> BRIEF: Set down exactly, with nothing added, the lines from the one containing "when the code" through the end of the entries.
--- SOURCE DATA Enclosed Below ---
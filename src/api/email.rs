//! Outbound email delivery.
//!
//! Every notification this service sends (OTP codes, approval/rejection,
//! resignation and data-request confirmations, contact alerts) goes through
//! an `EmailSender`. Delivery to the transactional-email HTTP API is a
//! best-effort side effect: the store mutation that preceded it has already
//! committed, and a dispatch failure is logged and reported through
//! `NotificationOutcome`, never as the parent operation's failure.
//!
//! The default sender for local dev is `EmailSender::Log`, which logs the
//! message and reports it as sent.

use anyhow::{anyhow, Context, Result};
use reqwest::Client;
use secrecy::{ExposeSecret, SecretString};
use serde_json::json;
use tracing::{error, info};

/// A composed message ready for dispatch.
#[derive(Clone, Debug)]
pub struct EmailMessage {
    pub to: String,
    pub subject: String,
    pub body: String,
}

/// Where a notification ended up. Separate from the parent operation's
/// result so callers and tests can observe delivery independently.
#[derive(Clone, Copy, Debug, PartialEq, Eq)]
pub enum NotificationOutcome {
    Sent,
    Failed,
}

/// Transactional-email HTTP API settings.
#[derive(Clone)]
pub struct EmailApiConfig {
    api_url: String,
    api_key: SecretString,
    from: String,
}

impl EmailApiConfig {
    #[must_use]
    pub fn new(api_url: String, api_key: SecretString, from: String) -> Self {
        Self {
            api_url,
            api_key,
            from,
        }
    }
}

impl std::fmt::Debug for EmailApiConfig {
    fn fmt(&self, f: &mut std::fmt::Formatter<'_>) -> std::fmt::Result {
        f.debug_struct("EmailApiConfig")
            .field("api_url", &self.api_url)
            .field("api_key", &"***")
            .field("from", &self.from)
            .finish()
    }
}

/// Email delivery backend.
#[derive(Debug)]
pub enum EmailSender {
    /// POST the message as JSON to the provider with a bearer credential.
    Http {
        client: Client,
        config: EmailApiConfig,
    },
    /// Local dev: log the message instead of sending it.
    Log,
}

impl EmailSender {
    /// Build an HTTP sender for the configured provider.
    ///
    /// # Errors
    /// Returns an error if the HTTP client cannot be constructed.
    pub fn http(config: EmailApiConfig) -> Result<Self> {
        let client = Client::builder()
            .user_agent(crate::api::APP_USER_AGENT)
            .build()
            .context("failed to build email HTTP client")?;
        Ok(Self::Http { client, config })
    }

    /// Deliver a message, or return an error describing why it failed.
    ///
    /// # Errors
    /// Returns an error if the provider rejects the message or is
    /// unreachable.
    pub async fn send(&self, message: &EmailMessage) -> Result<()> {
        match self {
            Self::Http { client, config } => {
                let payload = json!({
                    "from": &config.from,
                    "to": [&message.to],
                    "subject": &message.subject,
                    "text": &message.body,
                });
                let response = client
                    .post(&config.api_url)
                    .bearer_auth(config.api_key.expose_secret())
                    .json(&payload)
                    .send()
                    .await
                    .context("email provider request failed")?;

                if response.status().is_success() {
                    Ok(())
                } else {
                    Err(anyhow!(
                        "email provider returned {}",
                        response.status()
                    ))
                }
            }
            Self::Log => {
                info!(
                    to = %message.to,
                    subject = %message.subject,
                    "email send stub"
                );
                Ok(())
            }
        }
    }

    /// Deliver a message without letting a failure propagate. The error is
    /// logged server-side; callers only see the outcome.
    pub async fn send_best_effort(&self, message: EmailMessage) -> NotificationOutcome {
        match self.send(&message).await {
            Ok(()) => NotificationOutcome::Sent,
            Err(err) => {
                error!(to = %message.to, subject = %message.subject, "email dispatch failed: {err}");
                NotificationOutcome::Failed
            }
        }
    }
}

/// Message builders for every notification the service sends.
pub mod messages {
    use super::EmailMessage;
    use crate::member::models::DataRequestType;
    use crate::otp::models::ActionType;

    const PARTY: &str = "People's Solidarity Party of Kenya";

    pub(crate) fn otp_code(
        to: &str,
        first_name: &str,
        code: &str,
        action: ActionType,
        ttl_minutes: i64,
    ) -> EmailMessage {
        EmailMessage {
            to: to.to_string(),
            subject: format!("Your {PARTY} verification code"),
            body: format!(
                "Dear {first_name},\n\n\
                 Your one-time code for your {} is: {code}\n\n\
                 The code expires in {ttl_minutes} minutes and can be used once.\n\
                 If you did not request this, you can ignore this email.\n\n\
                 {PARTY}",
                action.label()
            ),
        }
    }

    pub(crate) fn registration_received(to: &str, first_name: &str) -> EmailMessage {
        EmailMessage {
            to: to.to_string(),
            subject: format!("{PARTY}: registration received"),
            body: format!(
                "Dear {first_name},\n\n\
                 Thank you for registering with the {PARTY}. Your application is \
                 pending verification; you will receive another email once it has \
                 been reviewed.\n\n\
                 {PARTY}"
            ),
        }
    }

    pub(crate) fn approval(to: &str, first_name: &str, membership_number: &str) -> EmailMessage {
        EmailMessage {
            to: to.to_string(),
            subject: format!("Welcome to the {PARTY}"),
            body: format!(
                "Dear {first_name},\n\n\
                 Your membership has been approved. Your membership number is \
                 {membership_number}. Please keep it for your records.\n\n\
                 {PARTY}"
            ),
        }
    }

    pub(crate) fn rejection(to: &str, first_name: &str, reason: &str) -> EmailMessage {
        EmailMessage {
            to: to.to_string(),
            subject: format!("{PARTY}: registration update"),
            body: format!(
                "Dear {first_name},\n\n\
                 We were unable to approve your membership application.\n\
                 Reason: {reason}\n\n\
                 You may register again once the issue has been addressed.\n\n\
                 {PARTY}"
            ),
        }
    }

    pub(crate) fn resignation_confirmation(to: &str, full_name: &str) -> EmailMessage {
        EmailMessage {
            to: to.to_string(),
            subject: format!("{PARTY}: resignation confirmed"),
            body: format!(
                "Dear {full_name},\n\n\
                 Your resignation has been processed and your membership record \
                 has been removed from the register. This action is final.\n\n\
                 {PARTY}"
            ),
        }
    }

    pub(crate) fn data_request_ack(to: &str, request_type: DataRequestType) -> EmailMessage {
        EmailMessage {
            to: to.to_string(),
            subject: format!("{PARTY}: data {} request received", request_type.as_str()),
            body: format!(
                "Your data {} request has been received and will be handled by \
                 our data protection office within 14 days, as required by law.\n\n\
                 {PARTY}",
                request_type.as_str()
            ),
        }
    }

    pub(crate) fn data_request_admin_alert(
        to: &str,
        member_email: &str,
        request_type: DataRequestType,
        reason: Option<&str>,
        details: Option<&str>,
    ) -> EmailMessage {
        EmailMessage {
            to: to.to_string(),
            subject: format!("New data {} request", request_type.as_str()),
            body: format!(
                "A member has raised a data {} request.\n\n\
                 Member: {member_email}\n\
                 Reason: {}\n\
                 Details: {}\n\n\
                 Action required within 14 days.",
                request_type.as_str(),
                reason.unwrap_or("(none given)"),
                details.unwrap_or("(none given)"),
            ),
        }
    }

    pub(crate) fn contact_alert(
        to: &str,
        name: &str,
        email: &str,
        subject: Option<&str>,
        message: &str,
    ) -> EmailMessage {
        EmailMessage {
            to: to.to_string(),
            subject: format!(
                "Website contact: {}",
                subject.unwrap_or("(no subject)")
            ),
            body: format!("From: {name} <{email}>\n\n{message}"),
        }
    }

    pub(crate) fn volunteer_ack(to: &str, name: &str) -> EmailMessage {
        EmailMessage {
            to: to.to_string(),
            subject: format!("{PARTY}: thank you for volunteering"),
            body: format!(
                "Dear {name},\n\n\
                 Thank you for signing up to volunteer. Our county coordination \
                 team will be in touch.\n\n\
                 {PARTY}"
            ),
        }
    }
}

#[cfg(test)]
mod tests {
    use super::{messages, EmailMessage, EmailSender, NotificationOutcome};
    use crate::member::models::DataRequestType;
    use crate::otp::models::ActionType;

    #[tokio::test]
    async fn log_sender_always_reports_sent() {
        let sender = EmailSender::Log;
        let outcome = sender
            .send_best_effort(EmailMessage {
                to: "member@example.com".to_string(),
                subject: "subject".to_string(),
                body: "body".to_string(),
            })
            .await;
        assert_eq!(outcome, NotificationOutcome::Sent);
    }

    #[test]
    fn otp_message_contains_code_and_ttl() {
        let message = messages::otp_code(
            "a@x.com",
            "Amina",
            "123456",
            ActionType::Resignation,
            10,
        );
        assert_eq!(message.to, "a@x.com");
        assert!(message.body.contains("123456"));
        assert!(message.body.contains("10 minutes"));
        assert!(message.body.contains("resignation"));
    }

    #[test]
    fn approval_message_carries_membership_number() {
        let message = messages::approval("a@x.com", "Amina", "PSP-K-2025-00001");
        assert!(message.body.contains("PSP-K-2025-00001"));
    }

    #[test]
    fn admin_alert_handles_missing_optionals() {
        let message = messages::data_request_admin_alert(
            "admin@pspk.or.ke",
            "member@example.com",
            DataRequestType::Correction,
            None,
            None,
        );
        assert!(message.body.contains("(none given)"));
        assert!(message.subject.contains("correction"));
    }
}
use anyhow::Result;

fn main() -> Result<()> {
    let doc = pspk::api::openapi();
    let json = serde_json::to_string_pretty(&doc)?;
    println!("{json}");
    Ok(())
}
//! Database access for one-time codes.

use anyhow::{Context, Result};
use sqlx::PgPool;
use tracing::Instrument;

use crate::otp::models::ActionType;

/// Persist a freshly-generated code for `(email, action_type)`.
///
/// Any unused codes for the same pair are removed in the same transaction,
/// so at most one live code exists per pair at any time: issuing a new code
/// always invalidates its predecessors.
pub async fn create_code(
    pool: &PgPool,
    email: &str,
    action: ActionType,
    code: &str,
    ttl_minutes: i64,
) -> Result<()> {
    let mut tx = pool.begin().await.context("begin otp issuance transaction")?;

    let query = r"
        DELETE FROM otp_codes
        WHERE email = $1
          AND action_type = $2
          AND used = FALSE
    ";
    let span = tracing::info_span!(
        "db.query",
        db.system = "postgresql",
        db.operation = "DELETE",
        db.statement = query
    );
    sqlx::query(query)
        .bind(email)
        .bind(action.as_str())
        .execute(&mut *tx)
        .instrument(span)
        .await
        .context("failed to invalidate prior codes")?;

    let query = r"
        INSERT INTO otp_codes (email, code, action_type, expires_at)
        VALUES ($1, $2, $3, NOW() + ($4 * INTERVAL '1 minute'))
    ";
    let span = tracing::info_span!(
        "db.query",
        db.system = "postgresql",
        db.operation = "INSERT",
        db.statement = query
    );
    sqlx::query(query)
        .bind(email)
        .bind(code)
        .bind(action.as_str())
        .bind(ttl_minutes)
        .execute(&mut *tx)
        .instrument(span)
        .await
        .context("failed to insert otp code")?;

    tx.commit().await.context("commit otp issuance transaction")?;
    Ok(())
}

/// Consume a code: a single conditional update flips `used` to true only
/// when the code matches, is unused, and has not expired. Returns `false`
/// otherwise. A consumed code can never be consumed again.
pub async fn consume_code(
    pool: &PgPool,
    email: &str,
    code: &str,
    action: ActionType,
) -> Result<bool> {
    let query = r"
        UPDATE otp_codes
        SET used = TRUE
        WHERE email = $1
          AND code = $2
          AND action_type = $3
          AND used = FALSE
          AND expires_at > NOW()
        RETURNING id
    ";
    let span = tracing::info_span!(
        "db.query",
        db.system = "postgresql",
        db.operation = "UPDATE",
        db.statement = query
    );
    let row = sqlx::query(query)
        .bind(email)
        .bind(code)
        .bind(action.as_str())
        .fetch_optional(pool)
        .instrument(span)
        .await
        .context("failed to consume otp code")?;

    Ok(row.is_some())
}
--- End of Enclosed SOURCE DATA ---
> RESULT BELOW:
/// when the code matches, is unused, and has not expired. Returns `false`
/// otherwise. A consumed code can never be consumed again.
pub async fn consume_code(
    pool: &PgPool,
    email: &str,
    code: &str,
    action: ActionType,
) -> Result<bool> {
    let query = r"
        UPDATE otp_codes
        SET used = TRUE
        WHERE email = $1
          AND code = $2
          AND action_type = $3
          AND used = FALSE
          AND expires_at > NOW()
        RETURNING id
    ";
    let span = tracing::info_span!(
        "db.query",
        db.system = "postgresql",
        db.operation = "UPDATE",
        db.statement = query
    );
    let row = sqlx::query(query)
        .bind(email)
        .bind(code)
        .bind(action.as_str())
        .fetch_optional(pool)
        .instrument(span)
        .await
        .context("failed to consume otp code")?;

    Ok(row.is_some())
}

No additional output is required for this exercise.